> _DATA FOR PROCESSING_:
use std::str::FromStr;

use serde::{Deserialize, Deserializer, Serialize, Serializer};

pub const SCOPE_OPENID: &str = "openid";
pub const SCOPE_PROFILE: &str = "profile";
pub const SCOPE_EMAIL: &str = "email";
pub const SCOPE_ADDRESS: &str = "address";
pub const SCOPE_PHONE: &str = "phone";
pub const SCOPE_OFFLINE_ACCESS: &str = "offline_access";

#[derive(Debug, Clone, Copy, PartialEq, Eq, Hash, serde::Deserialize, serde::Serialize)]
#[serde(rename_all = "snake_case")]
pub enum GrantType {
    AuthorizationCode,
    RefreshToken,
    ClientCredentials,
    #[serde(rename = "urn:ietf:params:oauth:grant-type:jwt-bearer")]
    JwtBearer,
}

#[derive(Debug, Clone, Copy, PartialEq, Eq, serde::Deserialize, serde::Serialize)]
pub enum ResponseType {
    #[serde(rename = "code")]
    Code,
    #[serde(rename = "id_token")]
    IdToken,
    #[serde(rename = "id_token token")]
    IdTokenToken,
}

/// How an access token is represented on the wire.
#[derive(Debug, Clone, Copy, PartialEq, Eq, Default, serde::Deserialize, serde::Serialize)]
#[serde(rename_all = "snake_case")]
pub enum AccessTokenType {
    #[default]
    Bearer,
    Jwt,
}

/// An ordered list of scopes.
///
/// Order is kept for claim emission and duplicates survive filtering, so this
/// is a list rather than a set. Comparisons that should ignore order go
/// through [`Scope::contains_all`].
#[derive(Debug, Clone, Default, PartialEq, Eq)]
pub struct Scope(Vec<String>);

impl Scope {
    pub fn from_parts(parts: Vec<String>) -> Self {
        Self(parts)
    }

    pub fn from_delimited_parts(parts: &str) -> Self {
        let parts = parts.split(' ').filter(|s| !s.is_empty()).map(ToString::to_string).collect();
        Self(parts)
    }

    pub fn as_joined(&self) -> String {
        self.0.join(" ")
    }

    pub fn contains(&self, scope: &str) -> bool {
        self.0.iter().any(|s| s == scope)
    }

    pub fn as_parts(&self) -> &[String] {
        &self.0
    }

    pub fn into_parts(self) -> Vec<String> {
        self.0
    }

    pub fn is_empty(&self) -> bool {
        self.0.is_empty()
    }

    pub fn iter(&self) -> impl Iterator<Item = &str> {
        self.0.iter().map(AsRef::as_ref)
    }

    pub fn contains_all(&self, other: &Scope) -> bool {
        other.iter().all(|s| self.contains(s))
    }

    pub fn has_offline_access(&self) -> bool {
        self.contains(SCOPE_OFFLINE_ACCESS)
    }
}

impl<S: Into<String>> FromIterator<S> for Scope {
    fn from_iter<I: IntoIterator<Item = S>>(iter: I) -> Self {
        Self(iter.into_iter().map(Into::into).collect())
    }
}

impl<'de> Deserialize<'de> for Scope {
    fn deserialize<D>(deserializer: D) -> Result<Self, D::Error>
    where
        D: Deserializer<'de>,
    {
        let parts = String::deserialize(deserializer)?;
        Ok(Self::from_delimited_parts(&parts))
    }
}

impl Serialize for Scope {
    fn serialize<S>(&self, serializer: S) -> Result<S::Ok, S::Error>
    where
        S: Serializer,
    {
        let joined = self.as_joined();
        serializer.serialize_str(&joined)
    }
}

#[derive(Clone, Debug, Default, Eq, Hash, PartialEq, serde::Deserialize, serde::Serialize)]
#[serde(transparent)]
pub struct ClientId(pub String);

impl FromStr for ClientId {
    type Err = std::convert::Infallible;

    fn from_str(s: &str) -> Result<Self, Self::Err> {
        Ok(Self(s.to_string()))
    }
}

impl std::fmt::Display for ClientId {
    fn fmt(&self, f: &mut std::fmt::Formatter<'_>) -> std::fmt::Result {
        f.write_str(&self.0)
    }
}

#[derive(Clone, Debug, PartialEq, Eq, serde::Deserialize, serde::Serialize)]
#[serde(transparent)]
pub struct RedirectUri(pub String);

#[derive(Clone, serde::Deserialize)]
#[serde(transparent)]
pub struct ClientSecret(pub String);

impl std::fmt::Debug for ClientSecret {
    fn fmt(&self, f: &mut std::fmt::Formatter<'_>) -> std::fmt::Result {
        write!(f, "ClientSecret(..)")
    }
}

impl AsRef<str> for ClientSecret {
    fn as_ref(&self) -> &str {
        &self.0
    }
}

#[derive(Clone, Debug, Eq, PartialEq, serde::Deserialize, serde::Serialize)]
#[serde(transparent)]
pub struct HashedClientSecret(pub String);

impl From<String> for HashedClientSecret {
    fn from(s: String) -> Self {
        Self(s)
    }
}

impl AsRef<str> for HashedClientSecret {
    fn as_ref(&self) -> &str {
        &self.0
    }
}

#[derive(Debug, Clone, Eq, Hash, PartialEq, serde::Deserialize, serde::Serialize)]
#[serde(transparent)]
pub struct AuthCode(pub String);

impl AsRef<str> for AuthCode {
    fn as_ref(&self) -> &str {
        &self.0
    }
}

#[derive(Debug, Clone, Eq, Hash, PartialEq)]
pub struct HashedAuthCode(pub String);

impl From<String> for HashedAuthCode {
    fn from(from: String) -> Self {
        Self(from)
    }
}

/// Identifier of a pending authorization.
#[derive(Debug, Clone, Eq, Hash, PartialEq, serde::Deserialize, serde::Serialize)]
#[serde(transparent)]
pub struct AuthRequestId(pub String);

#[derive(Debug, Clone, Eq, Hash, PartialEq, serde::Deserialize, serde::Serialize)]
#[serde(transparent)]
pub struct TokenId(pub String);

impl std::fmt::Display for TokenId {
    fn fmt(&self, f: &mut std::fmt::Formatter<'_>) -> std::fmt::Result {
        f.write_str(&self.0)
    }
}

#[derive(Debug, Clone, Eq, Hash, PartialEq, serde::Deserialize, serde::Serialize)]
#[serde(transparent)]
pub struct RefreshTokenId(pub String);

> _WHAT THIS TASK INVOLVES_: For each line of the material that includes the word "HashedClientSecret", make a copy.

> _ANSWER TO THIS TASK_:
pub struct HashedClientSecret(pub String);
impl From<String> for HashedClientSecret {
impl AsRef<str> for HashedClientSecret {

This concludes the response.